What you are asked to do
Go through the entries below and copy every line that holds the word "TextureDescriptor".

(Data for analysis begins)

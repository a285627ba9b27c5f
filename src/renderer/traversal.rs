use super::types::TraversalEvent;
use super::*;

pub(super) fn subtree_has_backdrop_effects(
    tree: &easy_tree::Tree<DrawCommand>,
    backdrop_effects: &HashMap<usize, EffectInstance>,
    root_id: usize,
) -> bool {
    if backdrop_effects.is_empty() {
        return false;
    }

    fn scan(
        tree: &easy_tree::Tree<DrawCommand>,
        backdrop_effects: &HashMap<usize, EffectInstance>,
        node_id: usize,
    ) -> bool {
        for &child_id in tree.children(node_id) {
            if backdrop_effects.contains_key(&child_id) {
                return true;
            }
            if scan(tree, backdrop_effects, child_id) {
                return true;
            }
        }
        false
    }

    scan(tree, backdrop_effects, root_id)
}

pub(super) fn plan_traversal(
    draw_tree: &mut easy_tree::Tree<DrawCommand>,
    effect_results: &HashMap<usize, wgpu::BindGroup>,
    subtree_root: Option<usize>,
) -> (
    Vec<TraversalEvent>,
    HashMap<usize, u32>,
    HashMap<usize, u32>,
) {
    let mut stencil_refs: HashMap<usize, u32> = HashMap::new();
    let mut parent_stencils: HashMap<usize, u32> = HashMap::new();

    let mut plan_state: (Vec<usize>, Vec<u32>, Vec<TraversalEvent>) =
        (Vec::new(), Vec::new(), Vec::new());

    let pre_fn = |node_id: usize,
                  _draw_command: &mut DrawCommand,
                  state: &mut (Vec<usize>, Vec<u32>, Vec<TraversalEvent>)| {
        let (skipped_stack, stencil_stack, events) = state;
        if effect_results.contains_key(&node_id) {
            skipped_stack.push(node_id);
        }

        if !skipped_stack.is_empty() && !effect_results.contains_key(&node_id) {
            return;
        }

        let parent_stencil = stencil_stack.last().copied().unwrap_or(0);
        let this_stencil = parent_stencil + 1;
        parent_stencils.insert(node_id, parent_stencil);
        stencil_refs.insert(node_id, this_stencil);
        stencil_stack.push(this_stencil);
        events.push(TraversalEvent::Pre(node_id));
    };

    let post_fn = |node_id: usize,
                   _draw_command: &mut DrawCommand,
                   state: &mut (Vec<usize>, Vec<u32>, Vec<TraversalEvent>)| {
        let (skipped_stack, stencil_stack, events) = state;

        if skipped_stack.last().copied() == Some(node_id) {
            skipped_stack.pop();
            stencil_stack.pop();
            events.push(TraversalEvent::Post(node_id));
            return;
        }

        if !skipped_stack.is_empty() {
            return;
        }

        stencil_stack.pop();
        events.push(TraversalEvent::Post(node_id));
    };

    match subtree_root {
        Some(root_id) => {
            draw_tree.traverse_subtree_mut(root_id, pre_fn, post_fn, &mut plan_state);
        }
        None => {
            draw_tree.traverse_mut(pre_fn, post_fn, &mut plan_state);
        }
    }

    let events = plan_state.2;
    (events, stencil_refs, parent_stencils)
}

pub(super) fn compute_node_depth(tree: &easy_tree::Tree<DrawCommand>, node_id: usize) -> usize {
    let mut depth = 0;
    let mut current = node_id;

    while let Some(parent) = tree.parent_index_unchecked(current) {
        depth += 1;
        current = parent;
    }

    depth
}

#[cfg(test)]
mod tests {
    use super::{compute_node_depth, plan_traversal, subtree_has_backdrop_effects};
    use crate::effect::EffectInstance;
    use crate::renderer::types::DrawCommand;
    use crate::shape::CachedShapeDrawData;
    use ahash::{HashMap, HashMapExt};

    #[test]
    fn compute_node_depth_returns_zero_for_root() {
        let mut tree = easy_tree::Tree::new();
        let root = tree.add_node(DrawCommand::CachedShape(CachedShapeDrawData::new(1)));

        assert_eq!(compute_node_depth(&tree, root), 0);
    }

    #[test]
    fn plan_traversal_produces_balanced_events_and_stencil_refs() {
        let mut tree = easy_tree::Tree::new();
        let root = tree.add_node(DrawCommand::CachedShape(CachedShapeDrawData::new(1)));
        let child = tree.add_child(root, DrawCommand::CachedShape(CachedShapeDrawData::new(2)));
        let grandchild =
            tree.add_child(child, DrawCommand::CachedShape(CachedShapeDrawData::new(3)));

        let effect_results: HashMap<usize, wgpu::BindGroup> = HashMap::new();
        let (events, stencil_refs, parent_stencils) =
            plan_traversal(&mut tree, &effect_results, None);

        assert_eq!(events.len(), 6);
        assert_eq!(stencil_refs.get(&root), Some(&1));
        assert_eq!(stencil_refs.get(&child), Some(&2));
        assert_eq!(stencil_refs.get(&grandchild), Some(&3));
        assert_eq!(parent_stencils.get(&root), Some(&0));
        assert_eq!(parent_stencils.get(&child), Some(&1));
        assert_eq!(parent_stencils.get(&grandchild), Some(&2));
    }

    #[test]
    fn subtree_has_backdrop_effects_detects_descendants() {
        let mut tree = easy_tree::Tree::new();
        let root = tree.add_node(DrawCommand::CachedShape(CachedShapeDrawData::new(1)));
        let child = tree.add_child(root, DrawCommand::CachedShape(CachedShapeDrawData::new(2)));
        let grandchild =
            tree.add_child(child, DrawCommand::CachedShape(CachedShapeDrawData::new(3)));

        let mut backdrop_effects = HashMap::new();
        backdrop_effects.insert(
            grandchild,
            EffectInstance {
                effect_id: 1,
                params: Vec::new(),
                params_buffer: None,
                params_bind_group: None,
            },
        );

        assert!(subtree_has_backdrop_effects(&tree, &backdrop_effects, root));
        assert!(subtree_has_backdrop_effects(
            &tree,
            &backdrop_effects,
            child
        ));
        assert!(!subtree_has_backdrop_effects(
            &tree,
            &backdrop_effects,
            grandchild
        ));
    }
}
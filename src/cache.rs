use crate::vertex::CustomVertex;
use lru::LruCache;
use lyon::tessellation::VertexBuffers;

pub struct Cache {
    tessellation_cache: LruCache<u64, VertexBuffers<CustomVertex, u16>>,
}

impl Default for Cache {
    fn default() -> Self {
        Self::new()
    }
}

impl Cache {
    pub fn new() -> Self {
        Self {
            tessellation_cache: LruCache::unbounded(),
        }
    }

    pub fn get_vertex_buffers(
        &mut self,
        cache_key: &u64,
    ) -> Option<VertexBuffers<CustomVertex, u16>> {
        self.tessellation_cache.get(cache_key).cloned()
    }

    pub fn insert_vertex_buffers(
        &mut self,
        cache_key: u64,
        vertex_buffers: VertexBuffers<CustomVertex, u16>,
    ) {
        self.tessellation_cache.put(cache_key, vertex_buffers);
    }
}
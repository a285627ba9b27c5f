use std::fmt;
use std::hash::Hash;

#[derive(Debug, Clone, Copy, PartialEq, Eq, Hash)]
pub struct TextureId(pub u64);

impl fmt::Display for TextureId {
    fn fmt(&self, f: &mut fmt::Formatter<'_>) -> fmt::Result {
        write!(f, "{}", self.0)
    }
}

/// 16-bit id assigned to an active clip element, reused across frames by
/// (mutation id, transform) equality.
#[derive(Debug, Clone, Copy, PartialEq, Eq, Hash, PartialOrd, Ord)]
pub struct ClipId(pub u16);

/// Monotonically increasing position in the draw-reordering group assigned
/// by the intersection board; lower indices may draw before higher ones.
#[derive(Debug, Clone, Copy, PartialEq, Eq, Hash, PartialOrd, Ord)]
pub struct DrawGroupId(pub u32);
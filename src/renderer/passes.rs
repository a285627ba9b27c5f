use super::types::TraversalEvent;
use super::*;

pub(super) struct AppliedEffectOutput {
    pub(super) composite_bind_group: wgpu::BindGroup,
    pub(super) primary_work_texture: wgpu::Texture,
    pub(super) secondary_work_texture: Option<wgpu::Texture>,
}

impl AppliedEffectOutput {
    pub(super) fn push_work_textures_into(
        self,
        output_textures: &mut Vec<wgpu::Texture>,
    ) -> wgpu::BindGroup {
        output_textures.push(self.primary_work_texture);
        if let Some(secondary_work_texture) = self.secondary_work_texture {
            output_textures.push(secondary_work_texture);
        }
        self.composite_bind_group
    }
}

pub(super) struct EffectPassRunConfig<'a> {
    pub(super) loaded_effect: &'a LoadedEffect,
    pub(super) params_bind_group: Option<&'a wgpu::BindGroup>,
    pub(super) source_view: &'a wgpu::TextureView,
    pub(super) effect_sampler: &'a wgpu::Sampler,
    pub(super) composite_bind_group_layout: &'a wgpu::BindGroupLayout,
    pub(super) width: u32,
    pub(super) height: u32,
    pub(super) texture_format: wgpu::TextureFormat,
    pub(super) label_prefix: &'a str,
}

pub(super) fn apply_effect_passes(
    device: &wgpu::Device,
    encoder: &mut wgpu::CommandEncoder,
    config: EffectPassRunConfig<'_>,
) -> AppliedEffectOutput {
    let number_of_passes = config.loaded_effect.passes.len();

    let effect_texture_a = device.create_texture(&wgpu::TextureDescriptor {
        label: Some(&format!("{}_work_a", config.label_prefix)),
        size: wgpu::Extent3d {
            width: config.width,
            height: config.height,
            depth_or_array_layers: 1,
        },
        mip_level_count: 1,
        sample_count: 1,
        dimension: wgpu::TextureDimension::D2,
        format: config.texture_format,
        usage: wgpu::TextureUsages::RENDER_ATTACHMENT | wgpu::TextureUsages::TEXTURE_BINDING,
        view_formats: &[],
    });
    let effect_view_a = effect_texture_a.create_view(&wgpu::TextureViewDescriptor::default());

    let effect_texture_b = if number_of_passes > 1 {
        Some(device.create_texture(&wgpu::TextureDescriptor {
            label: Some(&format!("{}_work_b", config.label_prefix)),
            size: wgpu::Extent3d {
                width: config.width,
                height: config.height,
                depth_or_array_layers: 1,
            },
            mip_level_count: 1,
            sample_count: 1,
            dimension: wgpu::TextureDimension::D2,
            format: config.texture_format,
            usage: wgpu::TextureUsages::RENDER_ATTACHMENT | wgpu::TextureUsages::TEXTURE_BINDING,
            view_formats: &[],
        }))
    } else {
        None
    };
    let effect_view_b = effect_texture_b
        .as_ref()
        .map(|texture| texture.create_view(&wgpu::TextureViewDescriptor::default()));

    let mut previous_input_view: &wgpu::TextureView = config.source_view;

    for (pass_index, effect_pass) in config.loaded_effect.passes.iter().enumerate() {
        let output_view = if pass_index % 2 == 0 {
            &effect_view_a
        } else {
            effect_view_b.as_ref().unwrap()
        };

        let input_bind_group = effect::create_texture_sample_bind_group(
            device,
            &config.loaded_effect.input_bind_group_layout,
            previous_input_view,
            config.effect_sampler,
            Some(&format!("{}_pass_input_bg", config.label_prefix)),
        );

        let mut pass = encoder.begin_render_pass(&wgpu::RenderPassDescriptor {
            label: Some(&format!(
                "{}_apply_pass_{}",
                config.label_prefix, pass_index
            )),
            color_attachments: &[Some(wgpu::RenderPassColorAttachment {
                view: output_view,
                resolve_target: None,
                ops: wgpu::Operations {
                    load: wgpu::LoadOp::Clear(wgpu::Color::TRANSPARENT),
                    store: wgpu::StoreOp::Store,
                },
            })],
            depth_stencil_attachment: None,
            timestamp_writes: None,
            occlusion_query_set: None,
        });

        pass.set_pipeline(&effect_pass.pipeline);
        pass.set_bind_group(0, &input_bind_group, &[]);

        if effect_pass.has_params {
            if let Some(params_bind_group) = config.params_bind_group {
                pass.set_bind_group(1, params_bind_group, &[]);
            }
        }

        pass.draw(0..3, 0..1);
        previous_input_view = output_view;
    }

    let composite_bind_group = effect::create_texture_sample_bind_group(
        device,
        config.composite_bind_group_layout,
        previous_input_view,
        config.effect_sampler,
        Some(&format!("{}_composite_bg", config.label_prefix)),
    );

    AppliedEffectOutput {
        composite_bind_group,
        primary_work_texture: effect_texture_a,
        secondary_work_texture: effect_texture_b,
    }
}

(Data for analysis ends)

Task output
    let effect_texture_a = device.create_texture(&wgpu::TextureDescriptor {
        Some(device.create_texture(&wgpu::TextureDescriptor {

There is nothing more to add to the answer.